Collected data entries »
◇ ◇ ◇ ◇ ◇
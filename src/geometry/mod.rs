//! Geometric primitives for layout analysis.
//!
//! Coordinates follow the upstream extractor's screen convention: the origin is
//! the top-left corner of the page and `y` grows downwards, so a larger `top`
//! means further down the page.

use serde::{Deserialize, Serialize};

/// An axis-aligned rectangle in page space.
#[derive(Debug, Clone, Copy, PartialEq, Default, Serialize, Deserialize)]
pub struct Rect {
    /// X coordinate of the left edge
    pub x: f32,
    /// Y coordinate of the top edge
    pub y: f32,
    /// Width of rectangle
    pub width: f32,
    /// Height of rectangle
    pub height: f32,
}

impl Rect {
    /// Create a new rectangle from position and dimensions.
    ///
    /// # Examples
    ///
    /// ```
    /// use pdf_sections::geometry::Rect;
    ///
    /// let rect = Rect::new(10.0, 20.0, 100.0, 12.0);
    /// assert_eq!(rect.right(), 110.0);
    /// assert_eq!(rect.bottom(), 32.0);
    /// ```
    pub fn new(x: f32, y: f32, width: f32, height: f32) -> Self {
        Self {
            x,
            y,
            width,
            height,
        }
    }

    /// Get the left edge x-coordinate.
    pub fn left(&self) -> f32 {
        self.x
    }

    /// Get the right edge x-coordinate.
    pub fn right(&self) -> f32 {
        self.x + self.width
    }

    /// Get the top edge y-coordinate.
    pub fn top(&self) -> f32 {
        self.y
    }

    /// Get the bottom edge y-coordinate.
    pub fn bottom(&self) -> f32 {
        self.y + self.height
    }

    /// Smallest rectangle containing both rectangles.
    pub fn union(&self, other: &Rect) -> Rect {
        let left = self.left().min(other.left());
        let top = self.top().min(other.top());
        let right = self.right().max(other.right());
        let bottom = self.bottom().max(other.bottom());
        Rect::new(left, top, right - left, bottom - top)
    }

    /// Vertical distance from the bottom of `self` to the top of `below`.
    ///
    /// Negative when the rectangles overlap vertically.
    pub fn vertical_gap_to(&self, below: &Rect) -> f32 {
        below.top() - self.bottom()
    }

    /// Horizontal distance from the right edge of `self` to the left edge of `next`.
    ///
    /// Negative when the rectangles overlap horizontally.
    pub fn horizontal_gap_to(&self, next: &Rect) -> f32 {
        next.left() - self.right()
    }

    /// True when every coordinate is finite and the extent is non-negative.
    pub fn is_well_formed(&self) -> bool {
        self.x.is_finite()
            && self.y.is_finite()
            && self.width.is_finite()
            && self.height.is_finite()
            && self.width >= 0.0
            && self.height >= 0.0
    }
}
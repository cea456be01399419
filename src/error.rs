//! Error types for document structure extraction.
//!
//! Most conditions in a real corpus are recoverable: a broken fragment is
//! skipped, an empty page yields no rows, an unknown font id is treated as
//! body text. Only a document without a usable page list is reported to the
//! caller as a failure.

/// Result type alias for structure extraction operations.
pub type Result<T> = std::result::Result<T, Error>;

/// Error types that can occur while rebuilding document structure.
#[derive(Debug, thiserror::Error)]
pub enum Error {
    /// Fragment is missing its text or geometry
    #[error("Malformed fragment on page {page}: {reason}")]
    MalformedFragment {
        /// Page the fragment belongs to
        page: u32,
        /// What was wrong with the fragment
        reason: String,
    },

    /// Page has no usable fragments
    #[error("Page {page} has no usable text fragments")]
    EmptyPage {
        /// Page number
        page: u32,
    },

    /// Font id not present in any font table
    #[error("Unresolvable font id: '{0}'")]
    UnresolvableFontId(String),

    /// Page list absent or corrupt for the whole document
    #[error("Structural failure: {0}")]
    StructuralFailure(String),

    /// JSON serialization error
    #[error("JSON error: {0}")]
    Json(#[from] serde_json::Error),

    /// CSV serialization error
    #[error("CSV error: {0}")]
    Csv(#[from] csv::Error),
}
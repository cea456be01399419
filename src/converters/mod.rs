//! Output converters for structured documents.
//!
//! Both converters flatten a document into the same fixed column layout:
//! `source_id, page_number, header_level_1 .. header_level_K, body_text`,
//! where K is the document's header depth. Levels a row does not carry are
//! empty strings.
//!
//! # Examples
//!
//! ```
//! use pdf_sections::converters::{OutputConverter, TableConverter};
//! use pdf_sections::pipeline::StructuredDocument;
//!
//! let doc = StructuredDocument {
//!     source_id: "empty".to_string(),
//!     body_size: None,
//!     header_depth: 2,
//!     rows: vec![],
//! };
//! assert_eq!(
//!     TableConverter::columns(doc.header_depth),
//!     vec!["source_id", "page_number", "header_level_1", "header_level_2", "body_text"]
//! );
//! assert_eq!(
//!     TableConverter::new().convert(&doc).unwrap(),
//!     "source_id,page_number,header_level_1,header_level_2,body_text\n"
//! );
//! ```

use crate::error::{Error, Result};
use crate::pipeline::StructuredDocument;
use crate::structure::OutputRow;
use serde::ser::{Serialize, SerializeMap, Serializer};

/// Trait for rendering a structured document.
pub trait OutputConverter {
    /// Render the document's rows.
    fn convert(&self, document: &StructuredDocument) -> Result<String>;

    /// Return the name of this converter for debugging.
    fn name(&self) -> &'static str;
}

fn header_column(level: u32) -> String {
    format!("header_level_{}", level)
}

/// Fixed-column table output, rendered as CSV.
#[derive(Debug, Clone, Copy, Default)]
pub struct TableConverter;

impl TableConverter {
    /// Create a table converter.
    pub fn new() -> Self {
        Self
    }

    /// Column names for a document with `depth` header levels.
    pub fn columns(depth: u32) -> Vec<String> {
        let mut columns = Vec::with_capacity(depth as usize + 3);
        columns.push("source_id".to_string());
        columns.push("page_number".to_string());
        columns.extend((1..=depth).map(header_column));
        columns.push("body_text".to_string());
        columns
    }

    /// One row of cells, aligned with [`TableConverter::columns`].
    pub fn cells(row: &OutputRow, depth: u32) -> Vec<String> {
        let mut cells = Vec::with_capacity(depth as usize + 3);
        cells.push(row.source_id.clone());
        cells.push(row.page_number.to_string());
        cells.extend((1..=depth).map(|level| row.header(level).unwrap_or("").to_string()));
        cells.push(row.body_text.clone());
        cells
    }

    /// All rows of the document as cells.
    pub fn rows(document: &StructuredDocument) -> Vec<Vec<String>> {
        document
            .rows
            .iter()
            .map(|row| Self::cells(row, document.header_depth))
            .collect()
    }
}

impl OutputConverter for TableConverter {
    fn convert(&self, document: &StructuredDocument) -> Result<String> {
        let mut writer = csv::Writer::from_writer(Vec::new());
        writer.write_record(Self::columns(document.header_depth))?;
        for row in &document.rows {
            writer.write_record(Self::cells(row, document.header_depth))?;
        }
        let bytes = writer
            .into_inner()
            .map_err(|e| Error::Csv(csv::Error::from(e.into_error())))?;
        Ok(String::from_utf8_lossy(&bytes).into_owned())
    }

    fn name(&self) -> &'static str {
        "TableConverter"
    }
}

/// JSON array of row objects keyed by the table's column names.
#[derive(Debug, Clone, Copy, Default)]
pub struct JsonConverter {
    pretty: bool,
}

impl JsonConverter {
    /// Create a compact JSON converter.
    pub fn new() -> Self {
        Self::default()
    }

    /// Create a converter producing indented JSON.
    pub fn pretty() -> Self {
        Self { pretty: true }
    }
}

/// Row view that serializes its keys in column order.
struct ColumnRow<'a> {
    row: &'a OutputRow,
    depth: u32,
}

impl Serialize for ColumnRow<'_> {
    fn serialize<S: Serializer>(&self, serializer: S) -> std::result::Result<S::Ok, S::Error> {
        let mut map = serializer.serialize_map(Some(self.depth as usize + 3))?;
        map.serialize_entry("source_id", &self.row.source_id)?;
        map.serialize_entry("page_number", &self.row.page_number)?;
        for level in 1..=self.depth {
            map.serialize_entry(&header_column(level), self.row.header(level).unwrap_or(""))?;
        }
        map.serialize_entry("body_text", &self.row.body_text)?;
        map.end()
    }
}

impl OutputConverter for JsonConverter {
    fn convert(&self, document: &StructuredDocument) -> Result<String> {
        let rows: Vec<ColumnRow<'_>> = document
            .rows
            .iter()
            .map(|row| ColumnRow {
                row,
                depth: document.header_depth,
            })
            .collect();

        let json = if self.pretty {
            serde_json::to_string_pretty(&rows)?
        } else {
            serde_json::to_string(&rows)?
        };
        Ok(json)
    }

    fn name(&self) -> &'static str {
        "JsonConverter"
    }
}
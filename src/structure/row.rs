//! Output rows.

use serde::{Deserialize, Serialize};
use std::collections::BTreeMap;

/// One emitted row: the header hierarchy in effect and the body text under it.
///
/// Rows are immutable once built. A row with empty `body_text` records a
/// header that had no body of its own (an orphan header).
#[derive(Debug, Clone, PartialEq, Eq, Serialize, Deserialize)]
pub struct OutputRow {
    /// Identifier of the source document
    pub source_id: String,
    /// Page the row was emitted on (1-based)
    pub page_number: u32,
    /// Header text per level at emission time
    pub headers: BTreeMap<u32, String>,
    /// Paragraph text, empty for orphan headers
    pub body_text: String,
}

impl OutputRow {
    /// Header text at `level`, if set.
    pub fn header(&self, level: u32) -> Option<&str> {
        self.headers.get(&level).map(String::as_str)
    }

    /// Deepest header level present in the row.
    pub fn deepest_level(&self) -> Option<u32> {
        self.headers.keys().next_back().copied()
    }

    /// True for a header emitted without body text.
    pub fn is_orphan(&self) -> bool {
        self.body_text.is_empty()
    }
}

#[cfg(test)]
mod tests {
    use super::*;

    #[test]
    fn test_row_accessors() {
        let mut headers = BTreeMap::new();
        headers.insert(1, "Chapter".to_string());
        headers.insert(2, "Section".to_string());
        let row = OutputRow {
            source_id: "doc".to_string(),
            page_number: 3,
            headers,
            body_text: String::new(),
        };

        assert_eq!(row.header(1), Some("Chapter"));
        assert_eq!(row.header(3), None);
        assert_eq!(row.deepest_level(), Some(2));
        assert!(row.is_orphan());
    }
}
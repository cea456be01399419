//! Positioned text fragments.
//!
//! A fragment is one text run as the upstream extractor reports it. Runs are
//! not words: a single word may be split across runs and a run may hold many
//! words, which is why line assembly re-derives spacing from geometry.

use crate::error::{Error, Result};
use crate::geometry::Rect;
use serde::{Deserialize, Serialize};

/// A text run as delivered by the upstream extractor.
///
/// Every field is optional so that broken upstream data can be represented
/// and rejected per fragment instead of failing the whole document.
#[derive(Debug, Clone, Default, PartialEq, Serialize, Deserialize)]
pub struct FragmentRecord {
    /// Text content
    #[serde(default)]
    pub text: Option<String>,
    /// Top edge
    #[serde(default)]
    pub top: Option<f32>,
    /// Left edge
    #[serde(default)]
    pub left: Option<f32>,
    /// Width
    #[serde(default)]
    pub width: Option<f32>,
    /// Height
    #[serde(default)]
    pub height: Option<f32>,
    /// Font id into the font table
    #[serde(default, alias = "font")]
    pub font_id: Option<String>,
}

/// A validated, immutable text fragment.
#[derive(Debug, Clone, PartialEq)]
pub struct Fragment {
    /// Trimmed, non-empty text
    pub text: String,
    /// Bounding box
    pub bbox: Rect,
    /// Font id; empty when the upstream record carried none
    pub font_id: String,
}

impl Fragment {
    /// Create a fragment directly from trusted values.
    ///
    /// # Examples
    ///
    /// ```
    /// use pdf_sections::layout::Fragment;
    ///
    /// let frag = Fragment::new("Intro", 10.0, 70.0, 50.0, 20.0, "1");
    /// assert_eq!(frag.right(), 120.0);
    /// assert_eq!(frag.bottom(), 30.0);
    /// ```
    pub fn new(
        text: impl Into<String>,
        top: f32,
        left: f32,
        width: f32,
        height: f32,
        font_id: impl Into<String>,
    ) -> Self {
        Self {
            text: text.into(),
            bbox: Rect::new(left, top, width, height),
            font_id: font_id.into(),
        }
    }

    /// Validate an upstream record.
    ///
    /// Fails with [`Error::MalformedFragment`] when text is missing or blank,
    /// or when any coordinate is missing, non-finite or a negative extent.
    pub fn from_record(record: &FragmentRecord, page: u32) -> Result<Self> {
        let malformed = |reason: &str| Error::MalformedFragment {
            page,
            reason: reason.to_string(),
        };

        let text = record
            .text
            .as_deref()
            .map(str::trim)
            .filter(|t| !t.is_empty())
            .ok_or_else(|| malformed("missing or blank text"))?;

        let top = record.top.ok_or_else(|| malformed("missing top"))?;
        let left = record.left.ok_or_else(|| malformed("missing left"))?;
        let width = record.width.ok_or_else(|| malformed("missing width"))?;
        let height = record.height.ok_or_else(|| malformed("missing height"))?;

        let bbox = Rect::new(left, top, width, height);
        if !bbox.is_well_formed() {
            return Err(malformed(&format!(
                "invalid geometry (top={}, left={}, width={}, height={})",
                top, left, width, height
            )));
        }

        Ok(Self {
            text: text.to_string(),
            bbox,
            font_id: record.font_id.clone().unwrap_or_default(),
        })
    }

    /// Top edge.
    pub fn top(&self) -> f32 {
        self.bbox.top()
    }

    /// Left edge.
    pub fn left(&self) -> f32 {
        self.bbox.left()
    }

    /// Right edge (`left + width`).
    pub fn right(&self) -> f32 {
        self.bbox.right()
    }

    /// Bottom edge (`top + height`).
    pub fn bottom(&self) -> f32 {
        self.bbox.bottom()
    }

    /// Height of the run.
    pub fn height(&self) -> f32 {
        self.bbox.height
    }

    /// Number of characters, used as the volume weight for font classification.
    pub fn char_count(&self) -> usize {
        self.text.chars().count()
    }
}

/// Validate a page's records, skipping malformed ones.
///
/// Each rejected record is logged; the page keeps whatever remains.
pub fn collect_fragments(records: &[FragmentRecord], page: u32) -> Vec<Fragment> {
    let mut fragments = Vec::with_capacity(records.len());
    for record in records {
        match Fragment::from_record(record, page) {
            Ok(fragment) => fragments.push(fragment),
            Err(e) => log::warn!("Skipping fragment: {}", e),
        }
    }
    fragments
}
◇ ◇ ◇ ◇ ◇
Problem requirements » The string "serialization" may appear in the lines of the records above. State how many lines contain it, with no other words.

Response to the exercise » 2